Meus quatro cachorros me fazem uma pessoa melhor. Gaia, Cecil, Pipoca e Billy me ensinam sobre presença, afeto sem condições e a alegria das coisas simples. Eu os amo profundamente e digo sem constrangimento: eles são muito melhores do que muita gente por aí.
Começo assim porque não consigo parar de pensar no caso do Orelha, o cachorro comunitário da Praia Brava, em Florianópolis, brutalmente morto por adolescentes no início de janeiro. Orelha vivia há cerca de dez anos na região, cuidado por moradores, pescadores e comerciantes. Era dócil, conhecido, querido. Foi espancado e precisou ser submetido à eutanásia. Os mesmos adolescentes são investigados por tentar afogar outro cachorro no mar.
O que mais assusta nesse caso não é apenas a crueldade, mas o perfil de quem a praticou. Como disse o governador de Santa Catarina, Jorginho Mello, tratava-se de “adolescentes, jovens de famílias estruturadas, agredindo um cão por pura maldade”. Enquanto escrevo, pais e um tio de alguns suspeitos foram indiciados por coação de testemunhas. Dois dos adolescentes estão em viagem aos Estados Unidos.
Estamos diante de um fenômeno que não pode mais ser tratado como exceção.

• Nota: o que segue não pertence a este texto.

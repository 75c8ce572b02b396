use tsz_solver::{ObjectShape, TypeDatabase, TypeId};

pub(crate) fn is_object_type(db: &dyn TypeDatabase, type_id: TypeId) -> bool {
    tsz_solver::type_queries::is_object_type(db, type_id)
}

pub(crate) fn object_shape_for_type(
    db: &dyn TypeDatabase,
    type_id: TypeId,
) -> Option<std::sync::Arc<ObjectShape>> {
    tsz_solver::type_queries::get_object_shape(db, type_id)
}
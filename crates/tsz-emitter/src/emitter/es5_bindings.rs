use super::Printer;
use tracing::debug;
use tsz_parser::parser::NodeIndex;
use tsz_parser::parser::node::Node;
use tsz_parser::parser::syntax_kind_ext;
use tsz_scanner::SyntaxKind;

A série Adolescência, da Netflix, que liderou a audiência em mais de 70 países, expõe isso de forma perturbadora: um menino de 13 anos, aparentemente comum, de família “estruturada”, assassina uma colega após ser radicalizado por comunidades online misóginas. A ficção ecoa uma realidade que já conhecemos no Brasil, dos ataques a escolas em 2023 à normalização da violência como linguagem entre jovens.

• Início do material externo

use super::*;
use tsz_binder::BinderState;
use tsz_parser::ParserState;

/// Helper to parse source, bind, and compute semantic tokens.
fn get_tokens(source: &str) -> Vec<u32> {
    let mut parser = ParserState::new("test.ts".to_string(), source.to_string());
    let root = parser.parse_source_file();
    let arena = parser.get_arena();

    let mut binder = BinderState::new();
    binder.bind_source_file(arena, root);

    let line_map = LineMap::build(source);
    let mut provider = SemanticTokensProvider::new(arena, &binder, &line_map, source);
    provider.get_semantic_tokens(root)
}

/// Helper to decode delta-encoded tokens into absolute (line, col, len, type, modifiers).
fn decode_tokens(data: &[u32]) -> Vec<(u32, u32, u32, u32, u32)> {
    let mut result = Vec::new();
    let mut line = 0u32;
    let mut col = 0u32;
    for chunk in data.chunks_exact(5) {
        let delta_line = chunk[0];
        let delta_col = chunk[1];
        let length = chunk[2];
        let token_type = chunk[3];
        let modifiers = chunk[4];

        if delta_line > 0 {
            line += delta_line;
            col = delta_col;
        } else {
            col += delta_col;
        }
        result.push((line, col, length, token_type, modifiers));
    }
    result
}

/// Find a token by its position (line, col). Returns (type, modifiers).
fn find_token_at(tokens: &[(u32, u32, u32, u32, u32)], line: u32, col: u32) -> Option<(u32, u32)> {
    tokens
        .iter()
        .find(|t| t.0 == line && t.1 == col)
        .map(|t| (t.3, t.4))
}

#[test]
fn test_semantic_tokens_basic() {
    let source = "const x = 1;\nfunction foo() {}\nclass Bar {}";
    let tokens = get_tokens(source);

    // Should have tokens (5 values per token)
    assert!(!tokens.is_empty(), "Should have semantic tokens");
    assert_eq!(tokens.len() % 5, 0, "Token array should be divisible by 5");

    // Should have at least 3 tokens (x, foo, Bar)
    assert!(
        tokens.len() >= 15,
        "Should have at least 3 tokens (15 values)"
    );
}

#[test]
fn test_semantic_tokens_function() {
    let source = "function myFunc() {}";
    let tokens = get_tokens(source);
    let decoded = decode_tokens(&tokens);

    // Find the function name token (at column 9, "myFunc")
    let func_token = find_token_at(&decoded, 0, 9);
    assert!(func_token.is_some(), "Should have token for myFunc");
    let (token_type, modifiers) = func_token.unwrap();
    assert_eq!(token_type, SemanticTokenType::Function as u32);
    assert_ne!(
        modifiers & semantic_token_modifiers::DECLARATION,
        0,
        "Should have DECLARATION modifier"
    );
}

#[test]
fn test_semantic_tokens_class() {
    let source = "class MyClass {}";
    let tokens = get_tokens(source);
    let decoded = decode_tokens(&tokens);

    // Find the class name token (at column 6, "MyClass")
    let class_token = find_token_at(&decoded, 0, 6);
    assert!(class_token.is_some(), "Should have token for MyClass");
    let (token_type, modifiers) = class_token.unwrap();
    assert_eq!(token_type, SemanticTokenType::Class as u32);
    assert_ne!(modifiers & semantic_token_modifiers::DECLARATION, 0);
}

#[test]
fn test_semantic_tokens_delta_encoding() {
    let source = "const a = 1;\nconst b = 2;";
    let tokens = get_tokens(source);

    // Should have at least 2 tokens (a and b)
    assert!(
        tokens.len() >= 10,
        "Should have at least 2 tokens (10 values)"
    );

    // First token: deltaLine=0, deltaStart=6 (position of 'a')
    assert_eq!(tokens[0], 0); // deltaLine (first token always 0)
    assert_eq!(tokens[1], 6); // deltaStart (position of 'a')

    // Second token: deltaLine=1 (next line), deltaStart=6 (position of 'b')
    assert_eq!(tokens[5], 1); // deltaLine (moved to next line)
    assert_eq!(tokens[6], 6); // deltaStart (absolute position on new line)
}

#[test]
fn test_semantic_tokens_interface() {
    let source = "interface IFoo { bar: string; }";
    let tokens = get_tokens(source);
    let decoded = decode_tokens(&tokens);

    // Interface name at col 10
    let iface_token = find_token_at(&decoded, 0, 10);
    assert!(iface_token.is_some(), "Should have token for IFoo");
    let (token_type, _) = iface_token.unwrap();
    assert_eq!(token_type, SemanticTokenType::Interface as u32);
}

#[test]
fn test_semantic_tokens_enum() {
    let source = "enum Color { Red, Green, Blue }";
    let tokens = get_tokens(source);
    let decoded = decode_tokens(&tokens);

    // Enum name "Color" at col 5
    let enum_token = find_token_at(&decoded, 0, 5);
    assert!(enum_token.is_some(), "Should have token for Color");
    let (token_type, _) = enum_token.unwrap();
    assert_eq!(token_type, SemanticTokenType::Enum as u32);

    // Enum members should be EnumMember
    let red_token = find_token_at(&decoded, 0, 13);
    assert!(red_token.is_some(), "Should have token for Red");
    let (token_type, _) = red_token.unwrap();
    assert_eq!(token_type, SemanticTokenType::EnumMember as u32);
}

#[test]
fn test_semantic_tokens_type_alias() {
    let source = "type MyType = string | number;";
    let tokens = get_tokens(source);
    let decoded = decode_tokens(&tokens);

    // Type alias name "MyType" at col 5
    let type_token = find_token_at(&decoded, 0, 5);
    assert!(type_token.is_some(), "Should have token for MyType");
    let (token_type, modifiers) = type_token.unwrap();
    assert_eq!(token_type, SemanticTokenType::Type as u32);
    assert_ne!(modifiers & semantic_token_modifiers::DECLARATION, 0);
}

#[test]
fn test_semantic_tokens_parameter() {
    let source = "function greet(name: string) {}";
    let tokens = get_tokens(source);
    let decoded = decode_tokens(&tokens);

    // Parameter "name" at col 15
    let param_token = find_token_at(&decoded, 0, 15);
    assert!(
        param_token.is_some(),
        "Should have token for parameter 'name'"
    );
    let (token_type, modifiers) = param_token.unwrap();
    assert_eq!(token_type, SemanticTokenType::Parameter as u32);
    assert_ne!(modifiers & semantic_token_modifiers::DECLARATION, 0);
}

#[test]
fn test_semantic_tokens_type_parameter() {
    let source = "function identity<T>(x: T): T { return x; }";
    let tokens = get_tokens(source);
    let decoded = decode_tokens(&tokens);

    // Type parameter "T" at col 18
    let tp_token = find_token_at(&decoded, 0, 18);
    assert!(tp_token.is_some(), "Should have token for type parameter T");
    let (token_type, _) = tp_token.unwrap();
    assert_eq!(token_type, SemanticTokenType::TypeParameter as u32);
}

#[test]
fn test_semantic_tokens_const_readonly_modifier() {
    let source = "const PI = 3.14;";
    let tokens = get_tokens(source);
    let decoded = decode_tokens(&tokens);

    // Variable "PI" at col 6
    let var_token = find_token_at(&decoded, 0, 6);
    assert!(var_token.is_some(), "Should have token for PI");
    let (token_type, modifiers) = var_token.unwrap();
    assert_eq!(token_type, SemanticTokenType::Variable as u32);
    assert_ne!(
        modifiers & semantic_token_modifiers::READONLY,
        0,
        "const variable should have READONLY modifier"
    );
    assert_ne!(modifiers & semantic_token_modifiers::DECLARATION, 0);
}

#[test]
fn test_semantic_tokens_let_variable_no_readonly() {
    let source = "let mutable = 1;";
    let tokens = get_tokens(source);
    let decoded = decode_tokens(&tokens);

    // Variable "mutable" at col 4
    let var_token = find_token_at(&decoded, 0, 4);
    assert!(var_token.is_some(), "Should have token for 'mutable'");
    let (token_type, modifiers) = var_token.unwrap();
    assert_eq!(token_type, SemanticTokenType::Variable as u32);
    assert_eq!(
        modifiers & semantic_token_modifiers::READONLY,
        0,
        "let variable should NOT have READONLY modifier"
    );
}

#[test]
fn test_semantic_tokens_namespace() {
    let source = "namespace MyNS { export const x = 1; }";
    let tokens = get_tokens(source);
    let decoded = decode_tokens(&tokens);

    // Namespace "MyNS" at col 10
    let ns_token = find_token_at(&decoded, 0, 10);
    assert!(ns_token.is_some(), "Should have token for MyNS");
    let (token_type, _) = ns_token.unwrap();
    assert_eq!(token_type, SemanticTokenType::Namespace as u32);
}

#[test]
fn test_semantic_tokens_variable_reference() {
    let source = "const x = 1;\nconst y = x;";
    let tokens = get_tokens(source);
    let decoded = decode_tokens(&tokens);

    // 'x' declaration at (0, 6)
    let x_decl = find_token_at(&decoded, 0, 6);
    assert!(x_decl.is_some(), "Should have declaration token for x");
    let (tt, m) = x_decl.unwrap();
    assert_eq!(tt, SemanticTokenType::Variable as u32);
    assert_ne!(m & semantic_token_modifiers::DECLARATION, 0);

    // 'y' declaration at (1, 6)
    let y_decl = find_token_at(&decoded, 1, 6);
    assert!(y_decl.is_some(), "Should have declaration token for y");

    // 'x' reference at (1, 10) - used in initializer
    let x_ref = find_token_at(&decoded, 1, 10);
    assert!(x_ref.is_some(), "Should have reference token for x");
    let (tt, m) = x_ref.unwrap();
    assert_eq!(tt, SemanticTokenType::Variable as u32);
    // Reference should NOT have DECLARATION modifier
    assert_eq!(
        m & semantic_token_modifiers::DECLARATION,
        0,
        "Reference should not have DECLARATION modifier"
    );
}

#[test]
fn test_semantic_tokens_function_call_reference() {
    let source = "function add(a: number, b: number) { return a + b; }\nadd(1, 2);";
    let tokens = get_tokens(source);
    let decoded = decode_tokens(&tokens);

    // 'add' declaration at (0, 9)
    let add_decl = find_token_at(&decoded, 0, 9);
    assert!(add_decl.is_some(), "Should have declaration token for add");
    let (tt, m) = add_decl.unwrap();
    assert_eq!(tt, SemanticTokenType::Function as u32);
    assert_ne!(m & semantic_token_modifiers::DECLARATION, 0);

    // 'add' reference at (1, 0) in call expression
    let add_ref = find_token_at(&decoded, 1, 0);
    assert!(
        add_ref.is_some(),
        "Should have reference token for add call"
    );
    let (tt, _m) = add_ref.unwrap();
    assert_eq!(tt, SemanticTokenType::Function as u32);
}

#[test]
fn test_semantic_tokens_class_method_property() {
    let source = "class Foo {\n  bar: number;\n  baz() {}\n}";
    let tokens = get_tokens(source);
    let decoded = decode_tokens(&tokens);

    // Class name "Foo" at (0, 6)
    let class_token = find_token_at(&decoded, 0, 6);
    assert!(class_token.is_some(), "Should have token for Foo");
    assert_eq!(class_token.unwrap().0, SemanticTokenType::Class as u32);

    // Property "bar" at (1, 2)
    let prop_token = find_token_at(&decoded, 1, 2);
    assert!(prop_token.is_some(), "Should have token for property bar");
    assert_eq!(prop_token.unwrap().0, SemanticTokenType::Property as u32);

    // Method "baz" at (2, 2)
    let method_token = find_token_at(&decoded, 2, 2);
    assert!(method_token.is_some(), "Should have token for method baz");
    assert_eq!(method_token.unwrap().0, SemanticTokenType::Method as u32);
}

#[test]
fn test_semantic_tokens_multiple_declarations_same_line() {
    let source = "let a = 1, b = 2;";
    let tokens = get_tokens(source);
    let decoded = decode_tokens(&tokens);

    // 'a' at (0, 4)
    let a_token = find_token_at(&decoded, 0, 4);
    assert!(a_token.is_some(), "Should have token for a");
    assert_eq!(a_token.unwrap().0, SemanticTokenType::Variable as u32);

    // 'b' at (0, 11)
    let b_token = find_token_at(&decoded, 0, 11);
    assert!(b_token.is_some(), "Should have token for b");
    assert_eq!(b_token.unwrap().0, SemanticTokenType::Variable as u32);
}

#[test]
fn test_semantic_tokens_expression_statement_reference() {
    let source = "const x = 1;\nx;";
    let tokens = get_tokens(source);
    let decoded = decode_tokens(&tokens);

    // 'x' reference at (1, 0)
    let x_ref = find_token_at(&decoded, 1, 0);
    assert!(
        x_ref.is_some(),
        "Should have reference token for x in expression statement"
    );
    assert_eq!(x_ref.unwrap().0, SemanticTokenType::Variable as u32);
}

#[test]
fn test_semantic_tokens_parameter_reference_in_body() {
    let source = "function f(x: number) { return x; }";
    let tokens = get_tokens(source);
    let decoded = decode_tokens(&tokens);

    // 'x' parameter declaration at (0, 11)
    let x_decl = find_token_at(&decoded, 0, 11);
    assert!(
        x_decl.is_some(),
        "Should have declaration token for parameter x"
    );
    let (tt, m) = x_decl.unwrap();
    assert_eq!(tt, SemanticTokenType::Parameter as u32);
    assert_ne!(m & semantic_token_modifiers::DECLARATION, 0);

    // 'x' reference at (0, 31) in return statement
    let x_ref = find_token_at(&decoded, 0, 31);
    assert!(
        x_ref.is_some(),
        "Should have reference token for x in return"
    );
    assert_eq!(x_ref.unwrap().0, SemanticTokenType::Parameter as u32);
}

#[test]
fn test_semantic_tokens_static_modifier() {
    let source = "class C {\n  static count = 0;\n}";
    let tokens = get_tokens(source);
    let decoded = decode_tokens(&tokens);

    // "static" keyword as Modifier token
    let static_token = find_token_at(&decoded, 1, 2);
    assert!(
        static_token.is_some(),
        "Should have token for static keyword"
    );
    assert_eq!(static_token.unwrap().0, SemanticTokenType::Modifier as u32);

    // "count" property with STATIC modifier
    let count_token = find_token_at(&decoded, 1, 9);
    assert!(count_token.is_some(), "Should have token for count");
    let (tt, m) = count_token.unwrap();
    assert_eq!(tt, SemanticTokenType::Property as u32);
    assert_ne!(
        m & semantic_token_modifiers::STATIC,
        0,
        "Should have STATIC modifier"
    );
}

#[test]
fn test_semantic_tokens_enum_with_values() {
    let source = "enum Direction {\n  Up = 1,\n  Down = 2,\n}";
    let tokens = get_tokens(source);
    let decoded = decode_tokens(&tokens);

    // Enum "Direction" at (0, 5)
    let dir_token = find_token_at(&decoded, 0, 5);
    assert!(dir_token.is_some(), "Should have token for Direction");
    assert_eq!(dir_token.unwrap().0, SemanticTokenType::Enum as u32);

    // Enum member "Up" at (1, 2)
    let up_token = find_token_at(&decoded, 1, 2);
    assert!(up_token.is_some(), "Should have token for Up");
    assert_eq!(up_token.unwrap().0, SemanticTokenType::EnumMember as u32);

    // Enum member "Down" at (2, 2)
    let down_token = find_token_at(&decoded, 2, 2);
    assert!(down_token.is_some(), "Should have token for Down");
    assert_eq!(down_token.unwrap().0, SemanticTokenType::EnumMember as u32);
}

O psicólogo social Jonathan Haidt, em A Geração Ansiosa, mostra como a “infância baseada no brincar” foi substituída, a partir de 2010, pela “infância baseada no celular”. Os meninos, em particular, migraram em massa do mundo físico para o virtual. Jogos on-line e redes sociais até simulam pertencimento e risco, mas não desenvolvem as habilidades necessárias para a vida adulta. Pior: expõem esses jovens a comunidades que transformam frustração em raiva, e raiva em violência.

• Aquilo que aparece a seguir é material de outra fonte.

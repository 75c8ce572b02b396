//! TSZ Conformance Test Runner
//!
//! High-performance Rust implementation for testing tsz TypeScript compiler.

mod cache;
mod cli;
mod runner;
mod test_parser;
mod tsc_results;
mod tsz_wrapper;

use clap::Parser;
use std::sync::atomic::Ordering;

use cli::Args;
use runner::Runner;

#[tokio::main]
async fn main() -> anyhow::Result<()> {
    // Initialize tracing
    tracing_subscriber::fmt()
        .with_env_filter(
            std::env::var("RUST_LOG").unwrap_or_else(|_| "tsz_conformance=info,warn".to_string()),
        )
        .init();

    // Parse CLI arguments
    let args = Args::parse();
    args.validate()?;

    // Handle cache commands
    if args.cache_status {
        return handle_cache_status(&args.cache_file);
    }

    if args.cache_clear {
        return handle_cache_clear(&args.cache_file);
    }

    // Run tests
    let runner = Runner::new(args.clone())?;
    let stats = runner.run().await?;

    // Exit with appropriate code
    if stats.failed.load(Ordering::SeqCst) > 0 {
        std::process::exit(1);
    }

    Ok(())
}

/// Handle cache status command
fn handle_cache_status(cache_path: &str) -> anyhow::Result<()> {
    use std::collections::HashMap;

    let path = std::path::Path::new(cache_path);
    if !path.exists() {
        println!("Cache file not found: {}", cache_path);
        return Ok(());
    }

    let content = std::fs::read_to_string(path)?;
    let cache: HashMap<String, tsc_results::TscResult> = serde_json::from_str(&content)?;

    println!("TSC Cache Status");
    println!("  File: {}", cache_path);
    println!("  Entries: {}", cache.len());

    Ok(())
}

/// Handle cache clear command
fn handle_cache_clear(cache_path: &str) -> anyhow::Result<()> {
    let path = std::path::Path::new(cache_path);
    if path.exists() {
        std::fs::remove_file(path)?;
        println!("Cache cleared: {}", cache_path);
    } else {
        println!("Cache file not found: {}", cache_path);
    }

    Ok(())
}
use anyhow::{Context, Result};
use rayon::prelude::*;
use rustc_hash::{FxHashMap, FxHashSet};
use serde::Deserialize;
use std::path::{Path, PathBuf};

use crate::config::{JsxEmit, ModuleResolutionKind, PathMapping, ResolvedCompilerOptions};
use crate::fs::is_valid_module_file;
use tsz::declaration_emitter::DeclarationEmitter;
use tsz::emitter::{ModuleKind, NewLineKind, Printer};
use tsz::parallel::MergedProgram;
use tsz::parser::NodeIndex;
use tsz::parser::ParserState;
use tsz::parser::node::{NodeAccess, NodeArena};
use tsz::scanner::SyntaxKind;

#[derive(Debug, Clone)]
pub(crate) struct OutputFile {
    pub(crate) path: PathBuf,
    pub(crate) contents: String,
}

#[derive(Debug, Clone, Copy, PartialEq, Eq)]
enum PackageType {
    Module,
    CommonJs,
}

#[derive(Default)]
pub(crate) struct ModuleResolutionCache {
    package_type_by_dir: FxHashMap<PathBuf, Option<PackageType>>,
}

impl ModuleResolutionCache {
    fn package_type_for_dir(&mut self, dir: &Path, base_dir: &Path) -> Option<PackageType> {
        let mut current = dir;
        let mut visited = Vec::new();

        loop {
            if let Some(value) = self.package_type_by_dir.get(current).copied() {
                for path in visited {
                    self.package_type_by_dir.insert(path, value);
                }
                return value;
            }

            visited.push(current.to_path_buf());

            if let Some(package_json) = read_package_json(&current.join("package.json")) {
                let value = package_type_from_json(Some(&package_json));
                for path in visited {
                    self.package_type_by_dir.insert(path, value);
                }
                return value;
            }

            if current == base_dir {
                for path in visited {
                    self.package_type_by_dir.insert(path, None);
                }
                return None;
            }

            let Some(parent) = current.parent() else {
                for path in visited {
                    self.package_type_by_dir.insert(path, None);
                }
                return None;
            };
            current = parent;
        }
    }
}

pub(crate) fn resolve_type_package_from_roots(
    name: &str,
    roots: &[PathBuf],
    options: &ResolvedCompilerOptions,
) -> Option<PathBuf> {
    let candidates = type_package_candidates(name);
    if candidates.is_empty() {
        return None;
    }

    for root in roots {
        for candidate in &candidates {
            let package_root = root.join(candidate);
            if !package_root.is_dir() {
                continue;
            }
            if let Some(entry) = resolve_type_package_entry(&package_root, options) {
                return Some(entry);
            }
        }
    }

    None
}

/// Public wrapper for `type_package_candidates`.
pub(crate) fn type_package_candidates_pub(name: &str) -> Vec<String> {
    type_package_candidates(name)
}

fn type_package_candidates(name: &str) -> Vec<String> {
    let trimmed = name.trim();
    if trimmed.is_empty() {
        return Vec::new();
    }

    let normalized = trimmed.replace('\\', "/");
    let mut candidates = Vec::new();

    if let Some(stripped) = normalized.strip_prefix("@types/")
        && !stripped.is_empty()
    {
        candidates.push(stripped.to_string());
    }

    if !candidates.iter().any(|value| value == &normalized) {
        candidates.push(normalized);
    }

    candidates
}

pub(crate) fn collect_type_packages_from_root(root: &Path) -> Vec<PathBuf> {
    let mut packages = Vec::new();
    let entries = match std::fs::read_dir(root) {
        Ok(entries) => entries,
        Err(_) => return packages,
    };

    for entry in entries.flatten() {
        let path = entry.path();
        if !path.is_dir() {
            continue;
        }
        let name = entry.file_name();
        let name = name.to_string_lossy();
        if name.starts_with('.') {
            continue;
        }
        if name.starts_with('@') {
            if let Ok(scope_entries) = std::fs::read_dir(&path) {
                for scope_entry in scope_entries.flatten() {
                    let scope_path = scope_entry.path();
                    if scope_path.is_dir() {
                        packages.push(scope_path);
                    }
                }
            }
            continue;
        }
        packages.push(path);
    }

    packages
}

pub(crate) fn resolve_type_package_entry(
    package_root: &Path,
    options: &ResolvedCompilerOptions,
) -> Option<PathBuf> {
    let package_json = read_package_json(&package_root.join("package.json"));

    // In node10/classic module resolution, type package fallback resolution
    // should NOT try .d.mts/.d.cts extensions (those require exports map).
    // Only bundler/node16/nodenext try the full extension set.
    let use_restricted_extensions = matches!(
        options.effective_module_resolution(),
        ModuleResolutionKind::Node | ModuleResolutionKind::Classic
    );

    if use_restricted_extensions {
        // Use restricted resolution: only types/typings/main + index.d.ts fallback
        let mut candidates = Vec::new();
        if let Some(ref pj) = package_json {
            candidates = collect_package_entry_candidates(pj);
        }
        if !candidates
            .iter()
            .any(|entry| entry == "index" || entry == "./index")
        {
            candidates.push("index".to_string());
        }
        // Only try .ts, .tsx, .d.ts extensions (no .d.mts/.d.cts)
        let restricted_extensions = &["ts", "tsx", "d.ts"];
        for entry_name in candidates {
            let entry_name = entry_name.trim().trim_start_matches("./");
            let path = package_root.join(entry_name);
            for ext in restricted_extensions {
                let candidate = path.with_extension(ext);
                if candidate.is_file() && is_declaration_file(&candidate) {
                    return Some(canonicalize_or_owned(&candidate));
                }
            }
        }
        None
    } else {
        // For bundler/node16/nodenext, use resolve_package_specifier which respects
        // the exports map. This is needed for type packages that use conditional exports
        // (e.g. `"exports": { ".": { "import": "./index.d.mts", "require": "./index.d.cts" } }`)
        let conditions = export_conditions(options);
        let resolved = resolve_package_specifier(
            package_root,
            None,
            package_json.as_ref(),
            &conditions,
            options,
        )?;
        if is_declaration_file(&resolved) {
            Some(resolved)
        } else {
            None
        }
    }
}

/// Resolve a type package entry using a specific resolution-mode condition.
///
/// When `resolution_mode` is "import" or "require", the exports map is consulted
/// with the corresponding condition. This implements the `resolution-mode` attribute
/// of `/// <reference types="..." resolution-mode="..." />` directives.
pub(crate) fn resolve_type_package_entry_with_mode(
    package_root: &Path,
    resolution_mode: &str,
    options: &ResolvedCompilerOptions,
) -> Option<PathBuf> {
    let package_json = read_package_json(&package_root.join("package.json"));
    let package_json = package_json.as_ref()?;

    // Build conditions based on resolution mode
    let conditions: Vec<&str> = match resolution_mode {
        "require" => vec!["require", "types", "default"],
        "import" => vec!["import", "types", "default"],
        _ => return None,
    };

    // Try the exports map first
    if let Some(exports) = &package_json.exports {
        if let Some(target) = resolve_exports_subpath(exports, ".", &conditions) {
            let target_path = package_root.join(target.trim_start_matches("./"));
            // Try to find a declaration file at the target
            let package_type = package_type_from_json(Some(package_json));
            for candidate in expand_module_path_candidates(&target_path, options, package_type) {
                if candidate.is_file() && is_declaration_file(&candidate) {
                    return Some(canonicalize_or_owned(&candidate));
                }
            }
            // Try exact path
            if target_path.is_file() && is_declaration_file(&target_path) {
                return Some(canonicalize_or_owned(&target_path));
            }
        }
    }

    None
}

pub(crate) fn default_type_roots(base_dir: &Path) -> Vec<PathBuf> {
    let candidate = base_dir.join("node_modules").join("@types");
    if candidate.is_dir() {
        vec![canonicalize_or_owned(&candidate)]
    } else {
        Vec::new()
    }
}

pub(crate) fn collect_module_specifiers_from_text(path: &Path, text: &str) -> Vec<String> {
    let file_name = path.to_string_lossy().into_owned();
    let mut parser = ParserState::new(file_name, text.to_string());
    let source_file = parser.parse_source_file();
    let (arena, _diagnostics) = parser.into_parts();
    collect_module_specifiers(&arena, source_file)
        .into_iter()
        .map(|(specifier, _, _)| specifier)
        .collect()
}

Os dados brasileiros confirmam o alerta. Pesquisa do Instituto Think Twice Brasil revelou que 8 em cada 10 jovens já visualizaram conteúdos violentos ou perturbadores nas redes. Em um mês, de 1.200 vídeos recomendados pelo TikTok, 18,3% incitavam violência, incluindo apelos explícitos a ataques em escolas. O estudo Juventudes e Conexões mostrou que 58% dos jovens acreditam que a internet aumentou a agressividade e o extremismo.
Nada disso acontece por acaso. Algoritmos premiam engajamento, e a agressividade engaja. Plataformas lucram com tempo de tela, independentemente do conteúdo. Comunidades como incels e redpills acolhem meninos perdidos oferecendo pertencimento, enquanto plantam misoginia e ressentimento. Como explica a professora Lola Aronovich, esses grupos se aproveitam de uma fase de busca por identidade para capturar jovens por meio de uma falsa escuta. Enquanto protegemos nossos filhos com zelo no mundo físico, deixamos que naveguem sozinhos em um oceano digital que normaliza a crueldade.
Pais e professores precisam estar atentos. O que nossos filhos e alunos consomem quando ninguém está olhando? Que ideia de masculinidade está sendo construída nesses espaços? Que valores estão sendo cultivados em silêncio? A regulamentação das redes é urgente, mas não basta. É preciso retomar diálogo, presença e educação para a empatia.
Hoje, 27 de janeiro, é o Dia da Proclamação dos Direitos dos Animais. Mas confesso que não estou em clima de celebração. Estou de luto. A data lembra que toda vida merece cuidado, dignidade e proteção. Lembra também algo mais profundo: a capacidade de respeitar a vida é o que nos faz humanos. Mas é exatamente isso que está em risco.
Não consigo parar de pensar nele agonizando, sem entender o que tinha feito de errado. Porque ele não tinha feito nada. Ele só existia, dava alegria e amor. E para alguns, isso já foi motivo suficiente.
Educar para o respeito à vida, de humanos e de animais, nunca foi tão urgente.